In April 2012, an ex relatio complaint was filed in a federal District Court against five mortgage banks. Although Nehemiah was not a party to this complaint, the allegations related to the banks' treatment of Nehemiah-assisted down payments. In July 2014, the court dismissed the claim, citing a lack of subject-matter jurisdiction.

==Activities since 2008==
According to its website, the Nehemiah Corporation has been operating as a social enterprise organization composed of non-profit affiliates and for-profit subsidiaries. An undated description of the corporation on its web site lists two for-profit subsidiaries, only one of which (Nfinit Solutions) was still active as of 2015. Nfinit Solutions provides educational and foreclosure-relief services to homeowners.

As of 2015, the Nehemiah Corporation has maintained its status as a "public charity" under the rules of the Internal Revenue Service. Its financial report for fiscal year 2013 indicates that the corporation had assets of approximately $7 million. For that fiscal year, it reported expenses of slightly more than $200,000, of which $1,166 was for "grants and other assistance".

Also as of 2015, three affiliated entities have also maintained their statuses as "public charities": the Nehemiah Progressive Housing Development Corporation, the Nehemiah Community Reinvestment Fund, and the Nehemiah Community Foundation.

===Nehemiah Progressive Housing Development Corporation===
The 2013 financial statement for the Nehemiah Progressive Housing Development Corporation showed that it had no assets or revenue.

=== Nehemiah Community Reinvestment Fund ===
The Nehemiah Community Reinvestment Fund (NCRF) was founded in 1997. It provides funds (via loans and investment capital) to real-estate development projects intended to revitalize low income neighborhoods. As of the end of the 2013 fiscal year, the Fund had assets of approximately $11.0 million, about half of which were held in "program-related investments".

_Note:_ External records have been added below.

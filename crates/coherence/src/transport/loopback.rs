// SPDX-License-Identifier: Apache-2.0 OR MIT
// Copyright (c) 2025-2026 naskel.com

//! In-process transport.
//!
//! A [`LoopbackBus`] stands in for one message broker: every adapter attached
//! to it receives what any adapter sends on a subject it listens to, the
//! sender included. Delivery is synchronous on the sending thread. The bus
//! can be taken offline to simulate a broker outage.

use super::{AdapterFactory, ReceiveHandler, TransportAdapter};
use crate::error::{Error, Result};
use parking_lot::RwLock;
use std::collections::HashMap;
use std::sync::atomic::{AtomicBool, AtomicU64, Ordering};
use std::sync::Arc;

/// Shared in-process message bus.
pub struct LoopbackBus {
    name: String,
    online: AtomicBool,
    next_adapter_id: AtomicU64,
    handlers: RwLock<HashMap<String, Vec<(u64, ReceiveHandler)>>>,
    delivered: AtomicU64,
}

impl LoopbackBus {
    pub fn new(name: impl Into<String>) -> Arc<Self> {
        Arc::new(Self {
            name: name.into(),
            online: AtomicBool::new(true),
            next_adapter_id: AtomicU64::new(1),
            handlers: RwLock::new(HashMap::new()),
            delivered: AtomicU64::new(0),
        })
    }

    pub fn name(&self) -> &str {
        &self.name
    }

    /// Attach a new adapter to this bus.
    pub fn adapter(self: &Arc<Self>) -> LoopbackAdapter {
        LoopbackAdapter {
            bus: Arc::clone(self),
            id: self.next_adapter_id.fetch_add(1, Ordering::Relaxed),
            shut_down: AtomicBool::new(false),
        }
    }

    /// Offline buses fail every send and deliver nothing.
    pub fn set_online(&self, online: bool) {
        self.online.store(online, Ordering::Release);
        log::debug!(
            "[LOOPBACK] bus '{}' {}",
            self.name,
            if online { "online" } else { "offline" }
        );
    }

    pub fn is_online(&self) -> bool {
        self.online.load(Ordering::Acquire)
    }

    /// Payload copies handed to handlers so far.
    pub fn delivered(&self) -> u64 {
        self.delivered.load(Ordering::Relaxed)
    }

    fn publish(&self, subject: &str, payload: &[u8]) -> Result<()> {
        if !self.is_online() {
            return Err(Error::SendFailed {
                subject: subject.to_string(),
                reason: format!("bus '{}' offline", self.name),
            });
        }
        // snapshot so handlers run without the lock held
        let targets: Vec<ReceiveHandler> = self
            .handlers
            .read()
            .get(subject)
            .map(|list| list.iter().map(|(_, h)| Arc::clone(h)).collect())
            .unwrap_or_default();
        for handler in targets {
            handler(subject, payload);
            self.delivered.fetch_add(1, Ordering::Relaxed);
        }
        Ok(())
    }

    fn subscribe(&self, adapter_id: u64, subject: &str, handler: ReceiveHandler) {
        let mut handlers = self.handlers.write();
        let list = handlers.entry(subject.to_string()).or_default();
        list.retain(|(id, _)| *id != adapter_id);
        list.push((adapter_id, handler));
    }

    fn detach(&self, adapter_id: u64) {
        let mut handlers = self.handlers.write();
        for list in handlers.values_mut() {
            list.retain(|(id, _)| *id != adapter_id);
        }
        handlers.retain(|_, list| !list.is_empty());
    }
}

/// One endpoint on a [`LoopbackBus`].
pub struct LoopbackAdapter {
    bus: Arc<LoopbackBus>,
    id: u64,
    shut_down: AtomicBool,
}

impl TransportAdapter for LoopbackAdapter {
    fn send(&self, subject: &str, payload: &[u8]) -> Result<()> {
        if self.shut_down.load(Ordering::Acquire) {
            return Err(Error::ShutDown);
        }
        self.bus.publish(subject, payload)
    }

    fn set_receive_handler(&self, subject: &str, handler: ReceiveHandler) -> Result<()> {
        if self.shut_down.load(Ordering::Acquire) {
            return Err(Error::ShutDown);
        }
        self.bus.subscribe(self.id, subject, handler);
        Ok(())
    }

    fn shutdown(&self) {
        if !self.shut_down.swap(true, Ordering::AcqRel) {
            self.bus.detach(self.id);
        }
    }
}

impl Drop for LoopbackAdapter {
    fn drop(&mut self) {
        self.shutdown();
    }
}

/// Creates [`LoopbackAdapter`]s on one bus.
pub struct LoopbackFactory {
    bus: Arc<LoopbackBus>,
    created: AtomicU64,
}

impl LoopbackFactory {
    pub fn new(bus: Arc<LoopbackBus>) -> Self {
        Self {
            bus,
            created: AtomicU64::new(0),
        }
    }

    pub fn created(&self) -> u64 {
        self.created.load(Ordering::Relaxed)
    }
}

impl AdapterFactory for LoopbackFactory {
    fn create_adapter(&self, subject: &str) -> Result<Arc<dyn TransportAdapter>> {
        if !self.bus.is_online() {
            return Err(Error::AdapterUnavailable {
                subject: subject.to_string(),
                reason: format!("bus '{}' offline", self.bus.name()),
            });
        }
        self.created.fetch_add(1, Ordering::Relaxed);
        Ok(Arc::new(self.bus.adapter()))
    }
}

#[cfg(test)]
mod tests {
    use super::*;
    use std::sync::atomic::AtomicUsize;

    fn counter() -> (ReceiveHandler, Arc<AtomicUsize>) {
        let count = Arc::new(AtomicUsize::new(0));
        let c = Arc::clone(&count);
        (
            Arc::new(move |_: &str, _: &[u8]| {
                c.fetch_add(1, Ordering::SeqCst);
            }),
            count,
        )
    }

    #[test]
    fn test_subject_routing() {
        let bus = LoopbackBus::new("test");
        let a = bus.adapter();
        let b = bus.adapter();
        let (handler, count) = counter();
        b.set_receive_handler("orders", handler).unwrap();

        a.send("orders", b"1").unwrap();
        a.send("trades", b"2").unwrap();
        assert_eq!(count.load(Ordering::SeqCst), 1);
        assert_eq!(bus.delivered(), 1);
    }

    #[test]
    fn test_offline_bus_fails_send() {
        let bus = LoopbackBus::new("test");
        let a = bus.adapter();
        bus.set_online(false);
        assert!(matches!(a.send("orders", b"1"), Err(Error::SendFailed { .. })));
        let factory = LoopbackFactory::new(Arc::clone(&bus));
        assert!(factory.create_adapter("orders").is_err());
    }

    #[test]
    fn test_shutdown_detaches() {
        let bus = LoopbackBus::new("test");
        let a = bus.adapter();
        let b = bus.adapter();
        let (handler, count) = counter();
        b.set_receive_handler("orders", handler).unwrap();
        b.shutdown();
        b.shutdown();
        a.send("orders", b"1").unwrap();
        assert_eq!(count.load(Ordering::SeqCst), 0);
    }
}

=== Nehemiah Community Foundation ===
The Nehemiah Community Foundation was founded in 2000 and provides grants to various individuals and non-profit and faith-based organizations. The Foundation developed a Wealth Empowerment Program, which provides instructional and other resources related to individual finance and home ownership. In 1997, the Foundation created, and is a co-sponsor of, the Nehemiah Emerging Leaders Program, which facilitates management training for young adults in the Sacramento area.

For the 2013 fiscal year, the Foundation reported expenses of slightly more than $250,000, of which $7,094 was for "grants and other assistance".